GitHub-Mark-32px.png My code is hosted on GitHub

Things you'll find there:

Kernel post-selection inference

Performing post-selection inference on kernel selection. The code, developed mainly by Lotfi Slim, is available on CRAN.

Reference:
Lotfi Slim, Clément Chatelain, Chloé-Agathe Azencott, and Jean-Philippe Vert.KernelPSI: a Post-Selection Inference Framework for Nonlinear Variable Selection, ICML, 2019.

Robust epistasis detection

Functions to perform robust epistasis detection in genome-wide association studies. The code, developed mainly by Lotfi Slim, is available on CRAN.

Reference:
Lotfi Slim, Clément Chatelain, Chloé-Agathe Azencott, and Jean-Philippe Vert. Novel methods for epistasis detection in Genome-Wide Association Studies, BioRxiv, 2018.

GWAS incorporating networks in R

A BioConductor package for using biological networks to guide GWAS, based on SConES (see below). This package was developed mainly by Héctor Climente.

Multitask Lasso with task descriptors

A multi-task Lasso approach that makes use of task descriptors. The code, developed by Víctor Bellón, is available on GitHub.

Reference:
Víctor Bellón, Véronique Stoven, and Chloé-Agathe Azencott. Multitask feature selection with task descriptors, Pacific Symposium on Biocomputing, 2016, 21:261—272 [pdf].

dmGWAS_2.3.1

Available here, a version of dmGWAS_2.3 that is compatible with igraph0.7

SConES: Selecting Connected Explanatory SNPs

SConES is a network-guided approach for analyzing genome-wide data. It allows for the discovery of multiple genetic loci that are maximally associated with a phenotype, while tending to be connected on a given biological network. This network can be constructed for example from a gene-gene interaction network (based on proximity), or in any way such that you believe that neighboring SNPs should tend to be selected together.

Reference:
Chloé-Agathe Azencott, Dominik Grimm, Mahito Sugiyama, Yoshinobu Kawahara, and Karsten M. Borgwardt. Efficient network-guided multi-locus association mapping with graph cuts, Bioinformatics, 2013, 29(13): i171—i179 DOI: 10.1093/bioinformatics/btt238 (Open Access)

Code:
Matlab code developed by Dominik Grimm, Yoshinobu Kawahara and myself is available on GitHub.
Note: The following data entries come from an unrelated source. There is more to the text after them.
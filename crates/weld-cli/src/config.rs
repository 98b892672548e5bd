//! Configuration loading for the CLI.

use std::path::PathBuf;

use weld_config::{ConfigDiscovery, SiteConfig};

use crate::cli::Cli;
use crate::error::Result;

/// Load the effective configuration for this invocation.
///
/// The project root is `--cwd` (relative to the current directory) or the
/// current directory. `--config` replaces the search for a config file, and
/// the subcommand's flags form the top layer.
pub fn load(cli: &Cli) -> Result<SiteConfig> {
    let root = project_root(cli.cwd.as_ref())?;

    let mut discovery = ConfigDiscovery::new(&root);
    if let Some(file) = &cli.config {
        discovery = discovery.with_file(root.join(file));
    }

    let config = discovery.load_with(cli.command.overrides())?;
    tracing::debug!("project root {}", config.root.display());
    Ok(config)
}

fn project_root(cwd: Option<&PathBuf>) -> Result<PathBuf> {
    let current = std::env::current_dir()?;
    Ok(match cwd {
        Some(dir) => path_clean::clean(current.join(dir)),
        None => current,
    })
}

#[cfg(test)]
mod tests {
    use super::*;
    use clap::Parser;
    use serial_test::serial;

    #[test]
    #[serial]
    fn root_defaults_to_current_directory() {
        let dir = tempfile::tempdir().unwrap();
        let previous = std::env::current_dir().unwrap();
        std::env::set_current_dir(dir.path()).unwrap();

        let cli = Cli::try_parse_from(["weld", "templates"]).unwrap();
        let result = load(&cli);
        std::env::set_current_dir(previous).unwrap();

        let expected = std::fs::canonicalize(dir.path()).unwrap();
        assert_eq!(std::fs::canonicalize(result.unwrap().root).unwrap(), expected);
    }

    #[test]
    fn cwd_flag_sets_root() {
        let dir = tempfile::tempdir().unwrap();
        let root = dir.path().to_string_lossy().into_owned();
        let cli = Cli::try_parse_from(["weld", "--cwd", &root, "serve", "--port", "4100"]).unwrap();

        let config = load(&cli).unwrap();
        assert_eq!(config.root, dir.path());
        assert_eq!(config.serve.port, 4100);
    }

    #[test]
    fn explicit_config_file_is_used() {
        let dir = tempfile::tempdir().unwrap();
        std::fs::write(
            dir.path().join("site.toml"),
            "[output]\ndir = \"dist\"\n",
        )
        .unwrap();
        let root = dir.path().to_string_lossy().into_owned();
        let cli =
            Cli::try_parse_from(["weld", "--cwd", &root, "-c", "site.toml", "templates"]).unwrap();

        assert_eq!(load(&cli).unwrap().output.dir, "dist");
    }

    #[test]
    fn missing_explicit_config_fails() {
        let dir = tempfile::tempdir().unwrap();
        let root = dir.path().to_string_lossy().into_owned();
        let cli =
            Cli::try_parse_from(["weld", "--cwd", &root, "-c", "nope.toml", "templates"]).unwrap();

        assert!(load(&cli).is_err());
    }
}
//! Status message functions for terminal output.

use owo_colors::OwoColorize;

use super::colors_enabled;

pub fn success(message: &str) {
    if colors_enabled() {
        eprintln!("{} {}", "✓".green().bold(), message);
    } else {
        eprintln!("✓ {message}");
    }
}

pub fn info(message: &str) {
    if colors_enabled() {
        eprintln!("{} {}", "ℹ".blue().bold(), message);
    } else {
        eprintln!("ℹ {message}");
    }
}

pub fn warning(message: &str) {
    if colors_enabled() {
        eprintln!("{} {}", "⚠".yellow().bold(), message.yellow());
    } else {
        eprintln!("⚠ {message}");
    }
}

pub fn error(message: &str) {
    if colors_enabled() {
        eprintln!("{} {}", "✗".red().bold(), message.red());
    } else {
        eprintln!("✗ {message}");
    }
}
SConES is also available as part of EasyGWAS, a framework for the analysis and meta-analysis of GWAS data (with Python interfaces).

R code for Multi-Scones, developed by Mahito Sugiyama, is available on GitHub.

GLIDE: GPU-based LInear Detection of Epistasis

GLIDE is a GPU-based approach for the detection of epistasis in genome-wide data. It allows for the systematic computation of a linear regression between pairs of genetic loci and a phenotype.

Reference:
Tony Kam-Thong*, Chloé-Agathe Azencott*, Lawrence Cayton, Benno Pütz, André Altmann, Nazanin Karbalai, Philipp G. Sämann, Bernhard Schölkopf, Betram Müller-Myhsok, and Karsten M. Borgwardt. GLIDE: GPU-based linear regression for the detection of epistasis. Human Heredity, 2012, 73:220—236. DOI: 10.1159/000341885 [pdf]

Code:
CUDA code (for execution on NVIDIA GPUs) developed by Tony Kam-Thong and myself is available on GitHub.

An additional How To as well as (Python and bash) scripts for working with GLIDE, that I developed in the context of a case study, are available on GitHub.